Permalink : http://hdl.handle.net/2115/43198

Abstract

小稿は、中世ドイツの「ディートリヒ叙事詩」(Dietrichepik)のひとつである『ヴィルギナール』(>Virginal<)の語彙、およびその用法の特徴を記述する試みのひとつである。これに先立つ前稿 Der Wortschatz bei >Virginal< ― in den Versionen (V10), (V11) und (V12) ―. Teil 1: Kriegerbezeichnungen(同タイトル「(1)戦士を表わす表現」北海道大学ドイツ語学・文学研究会『独語独文学研究年報』第36号2009年)では「英雄」や「騎士」など戦士を表わす典型的な語彙を分析した。小稿はそれら戦士と敵対関係にある異教徒・巨人・竜に加え、保護される側の侏儒も考察の対象とし、主として以下の知見を得た。1. 『ヴィルギナール』は中世ドイツの英雄文芸としては珍しく(主人公の敵対手である)異教徒の詳細な記述から始まる。2. 主人公ディートリヒ・フォン・ベルンの敵として異教徒・巨人・竜が登場するが、異教徒と巨人の頭目以外はほとんど名前が出ない。しかしキリスト教の洗礼を受けておらず、死後の昇天も望まない巨人との戦いでも、騎士道のルールに則る一騎打ちの場合は巨人の名も挙げられる。彼らは(主人公側の)対戦相手とともに「勇士」(degen)と称されることがある。3. V12版においては、キリスト教徒と異教徒を対立させる視点が他版より強く前面に出ている。その一方同版では、古風とされる用語は改められているという通説に対する反証(「勇士」wîgantの多用)も認められる。4. 異教徒・巨人・竜は上述のように、通常「英雄」や「勇士」という敬称を付されることがないものの、それぞれに特徴的な形容辞(とりわけ「強い」starc)は認められる。5. 『ヴィルギナール』の完本である三写本では展開に大きな違いがある。

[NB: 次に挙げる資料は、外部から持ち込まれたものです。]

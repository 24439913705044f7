//! esbroker-gateway: the external managed-cluster provider.
//!
//! The orchestrator only ever talks to [`ClusterGateway`]. Implementations:
//!
//! - [`AwsGateway`]: Elasticsearch Service configuration API (`2015-01-01`),
//!   JSON over HTTPS, requests signed with Signature Version 4.
//! - [`InMemoryGateway`]: in-process fake that records recent calls; used by
//!   tests and by local development (`provider.backend = "memory"`).
//! - [`ResilientGateway`]: wraps another gateway with a per-call timeout and
//!   bounded retries for describe and delete.
//!
//! # Retry policy
//!
//! ```text
//! create_cluster    timeout only (a blind retry could create twice)
//! add_tag           timeout only
//! describe_cluster  timeout + exponential backoff on transient errors
//! delete_cluster    timeout + exponential backoff on transient errors;
//!                   NotFound on a retry counts as deleted
//! ```

pub mod aws;
pub mod error;
pub mod gateway;
pub mod memory;
pub mod retry;
pub mod sigv4;
pub mod types;

use std::sync::Arc;

use esbroker_core::{BrokerConfig, ProviderBackend};
use tracing::info;

pub use aws::AwsGateway;
pub use error::{GatewayError, GatewayResult};
pub use gateway::ClusterGateway;
pub use memory::{GatewayCall, InMemoryGateway, Operation};
pub use retry::{ResilientGateway, RetryPolicy};
pub use sigv4::Credentials;
pub use types::*;

/// Build the configured gateway, wrapped in the retry policy.
pub fn build(config: &BrokerConfig) -> GatewayResult<Arc<dyn ClusterGateway>> {
    let inner: Arc<dyn ClusterGateway> = match config.provider.backend {
        ProviderBackend::Aws => Arc::new(AwsGateway::from_config(config)?),
        ProviderBackend::Memory => Arc::new(InMemoryGateway::ready()),
    };
    let policy = RetryPolicy::from_config(&config.provider);
    info!(
        backend = ?config.provider.backend,
        timeout = ?policy.timeout,
        max_attempts = policy.max_attempts,
        "cluster gateway initialized"
    );
    Ok(Arc::new(ResilientGateway::new(inner, policy)))
}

V11・V12では最後に主人公ディートリヒと侏儒の女王ヴィルギナールが結婚する。さらに両版では、最後にひとりの巨人が現われるものの、他のすべての巨人とは異なり殺されずにすむ、という明らかな演出が見られる。これは宴を前にして、(改)作者が主人公の寛容の徳を強調しようとした結果とも考えられる。